Makhosi Mahlangu, one of the founders of AFR and food scientist highlighted that their organisation is mainly focused on developing villages through for one, reintroducing and promotion of the consumption of numerous edible insects at a larger scale.

   African Food Revolution

“We as Africa Food Revolution are mainly interested in developing the ‘village’ into a self-sustainable food production unit’’, he said.

“The main goal is to amplify production units in villages and to create sustainable edible insect value chains that will help alleviate hunger and improve food security in villages using scientific acumen.”

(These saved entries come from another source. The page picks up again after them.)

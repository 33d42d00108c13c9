use std::fs;
use std::io;
use std::path::{Path, PathBuf};

use serde::{Deserialize, Serialize};
use thiserror::Error;

const APP_DIR_NAME: &str = "torus-snake";
const SCORE_FILE_NAME: &str = "highscores.json";

/// Failure modes of high-score persistence.
#[derive(Debug, Error)]
pub enum ScoreError {
    #[error("failed to access the score file: {0}")]
    Io(#[from] io::Error),
    #[error("score file is corrupt: {0}")]
    Malformed(#[from] serde_json::Error),
}

/// One high-score slot per rule variant; the two speed curves make their
/// scores incomparable.
#[derive(Debug, Clone, Copy, Default, Serialize, Deserialize)]
struct ScoreFile {
    #[serde(default)]
    classic: u32,
    #[serde(default)]
    leveling: u32,
}

impl ScoreFile {
    fn get(self, leveling: bool) -> u32 {
        if leveling { self.leveling } else { self.classic }
    }

    fn set(&mut self, leveling: bool, score: u32) {
        if leveling {
            self.leveling = score;
        } else {
            self.classic = score;
        }
    }
}

/// Returns the platform-correct score file path.
#[must_use]
pub fn scores_path() -> PathBuf {
    let mut base = dirs::data_local_dir().unwrap_or_else(|| PathBuf::from("."));
    base.push(APP_DIR_NAME);
    base.push(SCORE_FILE_NAME);
    base
}

/// Loads the high score for one rule variant.
///
/// Returns `Ok(0)` when the score file does not yet exist (first run).
/// Returns `Err` when the file exists but cannot be read or parsed, so the
/// caller can surface a warning instead of silently clobbering scores.
pub fn load_high_score(leveling: bool) -> Result<u32, ScoreError> {
    load_from_path(&scores_path(), leveling)
}

/// Saves the high score for one rule variant, preserving the other slot and
/// creating parent directories when needed.
pub fn save_high_score(leveling: bool, score: u32) -> Result<(), ScoreError> {
    save_to_path(&scores_path(), leveling, score)
}

fn read_score_file(path: &Path) -> Result<ScoreFile, ScoreError> {
    let raw = match fs::read_to_string(path) {
        Ok(raw) => raw,
        Err(e) if e.kind() == io::ErrorKind::NotFound => return Ok(ScoreFile::default()),
        Err(e) => return Err(e.into()),
    };

    Ok(serde_json::from_str(&raw)?)
}

fn load_from_path(path: &Path, leveling: bool) -> Result<u32, ScoreError> {
    Ok(read_score_file(path)?.get(leveling))
}

fn save_to_path(path: &Path, leveling: bool, score: u32) -> Result<(), ScoreError> {
    if let Some(parent) = path.parent() {
        fs::create_dir_all(parent)?;
    }

    let mut file = read_score_file(path).unwrap_or_default();
    file.set(leveling, score);

    let json = serde_json::to_string_pretty(&file)?;
    fs::write(path, json)?;
    Ok(())
}
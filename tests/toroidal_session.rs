use torus_snake::config::{GameRules, GridSize};
use torus_snake::game::{GameState, GameStatus};
use torus_snake::input::{Direction, GameInput};
use torus_snake::snake::{Position, Snake};

#[test]
fn scripted_session_eats_wraps_collides_and_resets() {
    let rules = GameRules {
        size: GridSize {
            width: 6,
            height: 4,
        },
        leveling: true,
    };
    let mut state = GameState::new_with_seed(rules, 42);

    assert_eq!(state.status, GameStatus::Idle);
    state.apply_input(GameInput::Confirm);
    assert_eq!(state.status, GameStatus::Running);

    state.snake = Snake::new(Position { x: 1, y: 1 }, Direction::Right);
    state.food = Position { x: 2, y: 1 };

    // Eat four cells in a row; pin the food ahead of the head after each
    // random respawn so the run stays deterministic for any seed.
    for (step, expected_x) in [(1, 2), (2, 3), (3, 4), (4, 5)] {
        state.tick();
        assert_eq!(state.status, GameStatus::Running);
        assert_eq!(state.snake.head(), Position { x: expected_x, y: 1 });
        assert_eq!(state.snake.len(), step + 1);
        assert_eq!(state.score, u32::try_from(step).unwrap() * 10);
        assert!(!state.snake.occupies(state.food));
        state.food = Position {
            x: expected_x + 1,
            y: 1,
        };
    }

    // Hook back into the body: Down, Left, then Up lands on an occupied cell.
    state.food = Position { x: 0, y: 3 };
    state.apply_input(GameInput::Direction(Direction::Down));
    state.tick();
    assert_eq!(state.snake.head(), Position { x: 5, y: 2 });

    state.apply_input(GameInput::Direction(Direction::Left));
    state.tick();
    assert_eq!(state.snake.head(), Position { x: 4, y: 2 });

    state.apply_input(GameInput::Direction(Direction::Up));
    state.tick();
    assert_eq!(state.status, GameStatus::GameOver);
    assert!(!state.is_playing());
    assert_eq!(state.score, 40);

    // Confirm resets a finished session back to the fixed idle state.
    state.apply_input(GameInput::Confirm);
    assert_eq!(state.status, GameStatus::Idle);
    assert_eq!(state.snake.head(), Position { x: 3, y: 2 });
    assert_eq!(state.snake.len(), 1);
    assert_eq!(state.food, Position { x: 4, y: 3 });
    assert_eq!(state.score, 0);
    assert_eq!(state.level, 1);
}

#[test]
fn edges_wrap_instead_of_killing() {
    let rules = GameRules {
        size: GridSize {
            width: 5,
            height: 5,
        },
        leveling: false,
    };
    let mut state = GameState::new_with_seed(rules, 7);
    state.start();
    state.snake = Snake::new(Position { x: 0, y: 0 }, Direction::Left);
    state.food = Position { x: 3, y: 3 };

    state.tick();
    assert_eq!(state.snake.head(), Position { x: 4, y: 0 });

    state.apply_input(GameInput::Direction(Direction::Up));
    state.tick();
    assert_eq!(state.snake.head(), Position { x: 4, y: 4 });

    assert_eq!(state.status, GameStatus::Running);
}
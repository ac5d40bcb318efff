use crate::output::{CYAN, NO_COLOR};
use crate::project::Project;
use crate::result::{Result, SweepError};
use std::path::{Component, Path, PathBuf};

pub(crate) struct Sanitizer {
    targets: Vec<String>,
}

impl Sanitizer {
    pub fn new() -> Sanitizer {
        Sanitizer { targets: vec![] }
    }

    pub fn configure(&mut self, project: &Project) {
        self.targets = project.output_directories();
    }

    pub fn sanitize(&self, base_directory: &Path) -> Result<()> {
        for target in &self.targets {
            let resolved = resolve_target(base_directory, target);
            if base_directory.starts_with(&resolved) {
                return Err(SweepError::RefusedTarget(
                    resolved,
                    "it contains the base working directory",
                ));
            }
            if !resolved.exists() {
                continue;
            }
            if !resolved.is_dir() {
                return Err(SweepError::RefusedTarget(
                    resolved,
                    "it is not a directory",
                ));
            }
            std::fs::remove_dir_all(&resolved)
                .map_err(|cause| SweepError::RemovalFailed(resolved.clone(), cause))?;
            color_println!(CYAN, "[sanitizer] cleaned directory: {}", resolved.display());
        }
        Ok(())
    }
}

fn resolve_target(base_directory: &Path, target: &str) -> PathBuf {
    let target = Path::new(target);
    let joined = if target.is_absolute() {
        target.to_path_buf()
    } else {
        base_directory.join(target)
    };
    normalize(&joined)
}

fn normalize(path: &Path) -> PathBuf {
    let mut normalized = PathBuf::new();
    for component in path.components() {
        match component {
            Component::CurDir => {}
            Component::ParentDir => {
                normalized.pop();
            }
            component => normalized.push(component),
        }
    }
    normalized
}
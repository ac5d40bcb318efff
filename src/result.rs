use std::convert::From;
use std::fmt;
use std::path::PathBuf;

#[derive(Debug)]
pub(crate) enum SweepError {
    StdIoError(std::io::Error),
    SerdeJsonError(serde_json::Error),
    FailedOperation(&'static str),
    RemovalFailed(PathBuf, std::io::Error),
    RefusedTarget(PathBuf, &'static str),
}

impl From<std::io::Error> for SweepError {
    fn from(error: std::io::Error) -> SweepError {
        SweepError::StdIoError(error)
    }
}

impl From<serde_json::Error> for SweepError {
    fn from(error: serde_json::Error) -> SweepError {
        SweepError::SerdeJsonError(error)
    }
}

impl fmt::Display for SweepError {
    fn fmt(&self, f: &mut fmt::Formatter<'_>) -> fmt::Result {
        match self {
            SweepError::StdIoError(error) => write!(f, "{}", error),
            SweepError::SerdeJsonError(error) => write!(f, "{}", error),
            SweepError::FailedOperation(message) => write!(f, "{}", message),
            SweepError::RemovalFailed(path, cause) => {
                write!(f, "Failed to remove directory {}: {}", path.display(), cause)
            }
            SweepError::RefusedTarget(path, reason) => {
                write!(f, "Refusing to remove {}: {}", path.display(), reason)
            }
        }
    }
}

pub(crate) type Result<T> = std::result::Result<T, SweepError>;
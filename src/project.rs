use crate::result::Result;
use serde::{Deserialize, Serialize};

#[derive(Debug, Serialize, Deserialize)]
pub(crate) struct OutputDescriptor {
    pub dir: Option<String>,
}

#[derive(Debug, Serialize, Deserialize)]
#[serde(untagged)]
pub(crate) enum OutputSection {
    Single(OutputDescriptor),
    Multiple(Vec<OutputDescriptor>),
}

#[derive(Debug, Serialize, Deserialize)]
pub(crate) struct Project {
    pub name: String,
    pub output: Option<OutputSection>,
    pub build_steps: Option<Vec<String>>,
}

impl Project {
    pub fn load(path: &str) -> Result<Project> {
        let json = std::fs::read_to_string(path)?;
        let project: Project = serde_json::from_str(&json)?;
        Ok(project)
    }

    pub fn output_directories(&self) -> Vec<String> {
        let descriptors = match &self.output {
            Some(OutputSection::Single(descriptor)) => std::slice::from_ref(descriptor),
            Some(OutputSection::Multiple(descriptors)) => descriptors.as_slice(),
            None => &[],
        };

        descriptors
            .iter()
            .filter_map(|descriptor| descriptor.dir.as_deref())
            .filter(|dir| !dir.is_empty())
            .map(str::to_string)
            .collect()
    }
}

#[cfg(test)]
mod tests {
    use super::*;

    fn parse(json: &str) -> Project {
        serde_json::from_str(json).unwrap()
    }

    #[test]
    fn single_output_object_yields_one_directory() {
        let project = parse(r#"{"name": "demo", "output": {"dir": "lib"}}"#);
        assert_eq!(project.output_directories(), vec!["lib"]);
    }

    #[test]
    fn output_array_preserves_declaration_order() {
        let project = parse(r#"{"name": "demo", "output": [{"dir": "lib"}, {"dir": "dist"}]}"#);
        assert_eq!(project.output_directories(), vec!["lib", "dist"]);
    }

    #[test]
    fn missing_output_section_yields_no_directories() {
        let project = parse(r#"{"name": "demo"}"#);
        assert!(project.output_directories().is_empty());
    }

    #[test]
    fn empty_and_absent_dir_attributes_are_discarded() {
        let project = parse(r#"{"name": "demo", "output": [{"dir": ""}, {}, {"dir": "dist"}]}"#);
        assert_eq!(project.output_directories(), vec!["dist"]);
    }

    #[test]
    fn null_dir_attribute_is_discarded() {
        let project = parse(r#"{"name": "demo", "output": {"dir": null}}"#);
        assert!(project.output_directories().is_empty());
    }

    #[test]
    fn duplicate_directories_are_kept_verbatim() {
        let project = parse(r#"{"name": "demo", "output": [{"dir": "lib"}, {"dir": "lib"}]}"#);
        assert_eq!(project.output_directories(), vec!["lib", "lib"]);
    }

    #[test]
    fn build_steps_are_optional() {
        let project = parse(r#"{"name": "demo", "output": {"dir": "lib"}}"#);
        assert!(project.build_steps.is_none());
    }
}
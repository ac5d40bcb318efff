use ansi_term::{Color, Style};
use lazy_static::lazy_static;

lazy_static! {
    pub static ref NO_COLOR: bool = std::env::var("NO_COLOR").is_ok();
    pub static ref GREEN: Style = Style::new().bold().fg(Color::Green);
    pub static ref BLUE: Style = Style::new().bold().fg(Color::Blue);
    pub static ref CYAN: Style = Style::new().bold().fg(Color::Cyan);
    pub static ref RED: Style = Style::new().bold().fg(Color::Red);
}

#[macro_export]
macro_rules! color_println {
    ($style:tt, $($arg:tt)*) => {
        if *NO_COLOR {
            println!("{}", format!($($arg)*))
        } else {
            println!("{}", $style.paint(format!($($arg)*)))
        }
    }
}

#[macro_export]
macro_rules! color_eprintln {
    ($($arg:tt)*) => {
        if *NO_COLOR {
            eprintln!("{}", format!($($arg)*))
        } else {
            eprintln!("{}", RED.paint(format!($($arg)*)))
        }
    }
}
// src/push/io.rs

//! Loading push-level inputs: the push context, the last backstop record and
//! the list of files changed by the push.

use std::path::Path;

use crate::errors::Result;
use crate::fs::FileSystem;
use crate::push::backstop::BackstopState;
use crate::push::context::PushContext;

pub fn load_push_context(fs: &dyn FileSystem, path: &Path) -> Result<PushContext> {
    let contents = fs.read_to_string(path)?;
    Ok(serde_json::from_str(&contents)?)
}

pub fn load_backstop_state(fs: &dyn FileSystem, path: &Path) -> Result<BackstopState> {
    let contents = fs.read_to_string(path)?;
    Ok(serde_json::from_str(&contents)?)
}

/// One repository-relative path per line. Blank lines and `#` comments are
/// skipped; backslashes are normalised to forward slashes.
pub fn parse_changed_files(contents: &str) -> Vec<String> {
    contents
        .lines()
        .map(str::trim)
        .filter(|line| !line.is_empty() && !line.starts_with('#'))
        .map(|line| line.replace('\\', "/"))
        .collect()
}

pub fn load_changed_files(fs: &dyn FileSystem, path: &Path) -> Result<Vec<String>> {
    let contents = fs.read_to_string(path)?;
    Ok(parse_changed_files(&contents))
}
// src/errors.rs

//! Crate-wide error type and result alias.
//!
//! Errors fall into four groups:
//! - structural: the graph itself is malformed (cycles, dangling edges) or an
//!   internal closure invariant was broken
//! - configuration: job data and the strategy registry / config disagree
//! - lookup: a query was given a label that is not in the graph
//! - evaluation: a strategy could not reach a decision for a job

use thiserror::Error;

use crate::types::JobLabel;

#[derive(Error, Debug)]
pub enum TaskpruneError {
    #[error("Cycle detected in task graph: {}", path.join(" -> "))]
    Cycle { path: Vec<JobLabel> },

    #[error("Job '{job}' depends on unknown job '{dependency}'")]
    DanglingDependency { job: JobLabel, dependency: JobLabel },

    #[error("Duplicate job label: {0}")]
    DuplicateLabel(JobLabel),

    #[error("Incomplete closure: job '{job}' requires '{missing}', which is not in the graph")]
    IncompleteClosure { job: JobLabel, missing: JobLabel },

    #[error("Job '{job}' references unknown optimization strategy '{strategy}'")]
    UnknownStrategy { job: JobLabel, strategy: String },

    #[error("Unknown job label: {0}")]
    UnknownLabel(JobLabel),

    #[error("Optimization strategy failed for job '{job}': {message}")]
    StrategyFailed { job: JobLabel, message: String },

    #[error("Configuration error: {0}")]
    ConfigError(String),

    #[error("{0}")]
    MissingOptimization(String),

    #[error("IO error: {0}")]
    IoError(#[from] std::io::Error),

    #[error("TOML parsing error: {0}")]
    TomlError(#[from] toml::de::Error),

    #[error("JSON error: {0}")]
    JsonError(#[from] serde_json::Error),

    #[error(transparent)]
    Other(#[from] anyhow::Error),
}

impl TaskpruneError {
    /// Malformed graph or broken closure invariant. Never recoverable.
    pub fn is_structural(&self) -> bool {
        matches!(
            self,
            TaskpruneError::Cycle { .. }
                | TaskpruneError::DanglingDependency { .. }
                | TaskpruneError::DuplicateLabel(_)
                | TaskpruneError::IncompleteClosure { .. }
        )
    }

    /// Mismatch between job data and registry / config.
    pub fn is_configuration(&self) -> bool {
        matches!(
            self,
            TaskpruneError::UnknownStrategy { .. }
                | TaskpruneError::ConfigError(_)
                | TaskpruneError::MissingOptimization(_)
        )
    }

    /// A query was handed a label the graph does not know.
    pub fn is_lookup(&self) -> bool {
        matches!(self, TaskpruneError::UnknownLabel(_))
    }
}

pub use anyhow::Error;
pub type Result<T> = std::result::Result<T, TaskpruneError>;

Makhosi Mahlangu speaking on the role of insects in waste management

“This will involve educating and ultimately bringing awareness as to how the village community members can fully utilize their natural resources to improve food security. To drive this point straight home would be to improve the mopane worm value chain by embracing and merging scientific and technological knowledge systems with indigenous knowledge systems so as to steer closer towards the goal of ensuring food security in the future African village, said Mahlangu.

 The Insect Experience from Cape Town 

Recently Zimbabwe hosted the first African Conference on Edible Insects aimed at consolidating innovations, researches and industrial development strategies on edible insects for the transformation of livelihoods in Africa.

    Professor Arnold van Huis giving a global perspective of insects as food and feed

The conference was graced by scientists from various countries, academics, students, investors, policymakers, communities and all interested parties on edible insect research and development, consumption and industrial utilization.  The conference was attended by academically sound individuals such as Professor Linley Chiwona Karltun, Professor Arnold van Huis, Professor D.J Simbi, Dorte Verner, Professor Robert Musundire and Professor Jeff Tomberlin to name but a few highly versed scientists with profound knowledge in entomology.

One of the highlights of the conference was the potency of producing edible insects for food and animal feed as a source of sustainable new protein. The conference was well organised by AgriFose2030, Swedish University of Agricultural Sciences and Chinhoyi University of Technology.